Here's a benchmark that I used in the above, that shows both "sync per op" (via the sync API) and "pipeline per thread" (using the *Async API and just waiting for the last task per thread), both using 50 threads:

using StackExchange.Redis;
using System;
using System.Diagnostics;
using System.Threading;
using System.Threading.Tasks;

static class P
{
    static void Main()
    {
        Console.WriteLine("Connecting to server...");
        using (var muxer = ConnectionMultiplexer.Connect("127.0.0.1"))
        {
            Console.WriteLine("Connected");
            var db = muxer.GetDatabase();

            RedisKey key = "some key";
            byte[] payload = new byte[3];
            new Random(12345).NextBytes(payload);
            RedisValue value = payload;
            DoWork("PING (sync per op)", db, 1000000, 50, x => { x.Ping(); return null; });
            DoWork("SET (sync per op)", db, 500000, 50, x => { x.StringSet(key, value); return null; });
            DoWork("GET (sync per op)", db, 500000, 50, x => { x.StringGet(key); return null; });

            DoWork("PING (pipelined per thread)", db, 1000000, 50, x => x.PingAsync());
            DoWork("SET (pipelined per thread)", db, 500000, 50, x => x.StringSetAsync(key, value));
            DoWork("GET (pipelined per thread)", db, 500000, 50, x => x.StringGetAsync(key));
        }
    }
    static void DoWork(string action, IDatabase db, int count, int threads, Func<IDatabase, Task> op)
    {
        object startup = new object(), shutdown = new object();
        int activeThreads = 0, outstandingOps = count;
        Stopwatch sw = default(Stopwatch);
        var threadStart = new ThreadStart(() =>
        {
            lock(startup)
            {
                if(++activeThreads == threads)
                {
                    sw = Stopwatch.StartNew();
                    Monitor.PulseAll(startup);
                }
                else
                {
                    Monitor.Wait(startup);
                }
            }
            Task final = null;
            while (Interlocked.Decrement(ref outstandingOps) >= 0)
            {
                final = op(db);
            }
            if (final != null) final.Wait();
            lock(shutdown)
            {
                if (--activeThreads == 0)
                {
                    sw.Stop();
                    Monitor.PulseAll(shutdown);
                }
            }
        });
        lock (shutdown)
        {
            for (int i = 0; i < threads; i++)
            {
                new Thread(threadStart).Start();
            }
            Monitor.Wait(shutdown);
            Console.WriteLine($@"{action}
    {sw.ElapsedMilliseconds}ms for {count} ops on {threads} threads took {sw.Elapsed.TotalSeconds} seconds
    {(count * 1000) / sw.ElapsedMilliseconds} ops/s");
        }
    }
}

You are fetching data in synchronous way (50 clients in parallel but each client's requests are made synchronously instead of asynchronously)
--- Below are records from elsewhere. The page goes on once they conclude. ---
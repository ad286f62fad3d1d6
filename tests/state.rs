#[cfg(test)]
mod tests {
    use chrono::{Duration, Local, NaiveDate, NaiveDateTime, TimeZone};
    use lenslog::libs::cycle::{CompletedInterval, LensKind};
    use lenslog::libs::reminder::Reminder;
    use lenslog::libs::state::{
        cycle_state_writes, from_epoch, from_legacy_epoch, load_cycle_state, load_cycle_state_with, load_reminders, reminders_write, to_epoch, CycleKeys, CycleState,
    };
    use lenslog::libs::store::{MemoryStore, PersistenceAdapter};

    fn at(y: i32, m: u32, d: u32, h: u32, min: u32) -> NaiveDateTime {
        NaiveDate::from_ymd_opt(y, m, d).unwrap().and_hms_opt(h, min, 0).unwrap()
    }

    fn utc_epoch(local: NaiveDateTime) -> i64 {
        Local.from_local_datetime(&local).earliest().unwrap().timestamp()
    }

    #[test]
    fn test_keys_are_namespaced() {
        let keys = CycleKeys::new("pair");
        assert_eq!(keys.active, "pair.active");
        assert_eq!(keys.start, "pair.start");
        assert_eq!(keys.pairs_remaining, "pair.pairs_remaining");
        assert_eq!(keys.history, "pair.history");
    }

    #[test]
    fn test_epoch_conversion() {
        let time = at(2024, 7, 1, 12, 0);
        assert_eq!(from_epoch(to_epoch(time)), Some(time));
        assert_eq!(from_epoch(0), Some(at(1970, 1, 1, 0, 0)));
    }

    #[test]
    fn test_state_round_trip() {
        let keys = CycleKeys::new("pair");
        let state = CycleState {
            active: true,
            start: Some(at(2024, 7, 1, 12, 0)),
            kind: LensKind::Monthly,
            pairs_remaining: 7,
            last_end: Some(at(2024, 7, 1, 11, 0)),
            history: vec![CompletedInterval {
                start: at(2024, 6, 1, 12, 0),
                duration: Duration::days(30) - Duration::hours(1),
            }],
        };
        let mut store = MemoryStore::new();

        store.apply(&cycle_state_writes(&keys, &state)).unwrap();

        assert_eq!(load_cycle_state(&store, &keys), state);
    }

    #[test]
    fn test_missing_values_fall_back_to_defaults() {
        let store = MemoryStore::new();
        assert_eq!(load_cycle_state(&store, &CycleKeys::new("wear")), CycleState::default());
    }

    #[test]
    fn test_corrupt_values_fall_back_to_defaults() {
        let keys = CycleKeys::new("pair");
        let mut store = MemoryStore::new();
        store.set(&keys.kind, "\"Weekly\"").unwrap();
        store.set(&keys.pairs_remaining, "-3").unwrap();
        store.set(&keys.history, "{not json").unwrap();

        let state = load_cycle_state(&store, &keys);

        assert_eq!(state.kind, LensKind::Daily);
        assert_eq!(state.pairs_remaining, 0);
        assert!(state.history.is_empty());
    }

    #[test]
    fn test_active_without_start_is_inactive() {
        let keys = CycleKeys::new("wear");
        let mut store = MemoryStore::new();
        store.set(&keys.active, "true").unwrap();

        let state = load_cycle_state(&store, &keys);

        assert!(!state.active);
        assert_eq!(state.start, None);
    }

    #[test]
    fn test_legacy_history_mapping_is_read() {
        let keys = CycleKeys::new("wear");
        let first = at(2024, 1, 2, 8, 0);
        let second = at(2024, 1, 1, 8, 0);
        let mut store = MemoryStore::new();
        let legacy = format!("{{\"{}\": 3600.0, \"{}\": 7200.5}}", utc_epoch(first), utc_epoch(second));
        store.set(&keys.history, &legacy).unwrap();

        let history = load_cycle_state(&store, &keys).history;

        assert_eq!(history.len(), 2);
        assert_eq!(history[0].start, second);
        assert_eq!(history[0].duration, Duration::seconds(7200));
        assert_eq!(history[1].start, first);
        assert_eq!(history[1].duration, Duration::hours(1));
    }

    #[test]
    fn test_legacy_epoch_is_utc() {
        let local = at(2024, 3, 15, 18, 45);
        assert_eq!(from_legacy_epoch(utc_epoch(local)), Some(local));
    }

    #[test]
    fn test_unreachable_due_time_is_corrupt() {
        let keys = CycleKeys::new("pair");
        let mut store = MemoryStore::new();
        let late = NaiveDateTime::MAX - Duration::days(1);
        store.set(&keys.active, "true").unwrap();
        store.set(&keys.start, &to_epoch(late).to_string()).unwrap();
        store.set(&keys.kind, "\"Monthly\"").unwrap();

        let state = load_cycle_state(&store, &keys);

        assert!(!state.active);
        assert_eq!(state.start, None);
        assert_eq!(state.kind, LensKind::Monthly);
    }

    #[test]
    fn test_due_time_checked_against_given_nominal() {
        let keys = CycleKeys::new("wear");
        let mut store = MemoryStore::new();
        let late = NaiveDateTime::MAX - Duration::hours(20);
        store.set(&keys.active, "true").unwrap();
        store.set(&keys.start, &to_epoch(late).to_string()).unwrap();

        assert!(load_cycle_state_with(&store, &keys, |_| Duration::hours(16)).active);
        assert!(!load_cycle_state_with(&store, &keys, |_| Duration::hours(24)).active);
    }

    #[test]
    fn test_inactive_state_removes_start() {
        let keys = CycleKeys::new("wear");
        let mut store = MemoryStore::new();
        store.set(&keys.start, "100").unwrap();

        store.apply(&cycle_state_writes(&keys, &CycleState::default())).unwrap();

        assert_eq!(store.get(&keys.start).unwrap(), None);
        assert_eq!(store.get(&keys.active).unwrap().as_deref(), Some("false"));
        assert_eq!(store.get(&keys.history).unwrap().as_deref(), Some("[]"));
    }

    #[test]
    fn test_reminders_round_trip() {
        let reminders = vec![Reminder {
            at: at(2024, 8, 1, 9, 0),
            title: "Replace Contacts".to_string(),
            body: "It's time to replace your contact lenses.".to_string(),
        }];
        let mut store = MemoryStore::new();

        store.apply(&[reminders_write(&reminders)]).unwrap();

        assert_eq!(load_reminders(&store), reminders);
    }
}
One option would be to use the async/await methods (StackExchange.Redis support that).

If you need to get multiple keys at once (for example to build a daily graph of visitors to your website assuming you save visitors counter per day keys) then you should try fetching data from redis in asynchronous manner using redis pipelining, this should give you much better performance.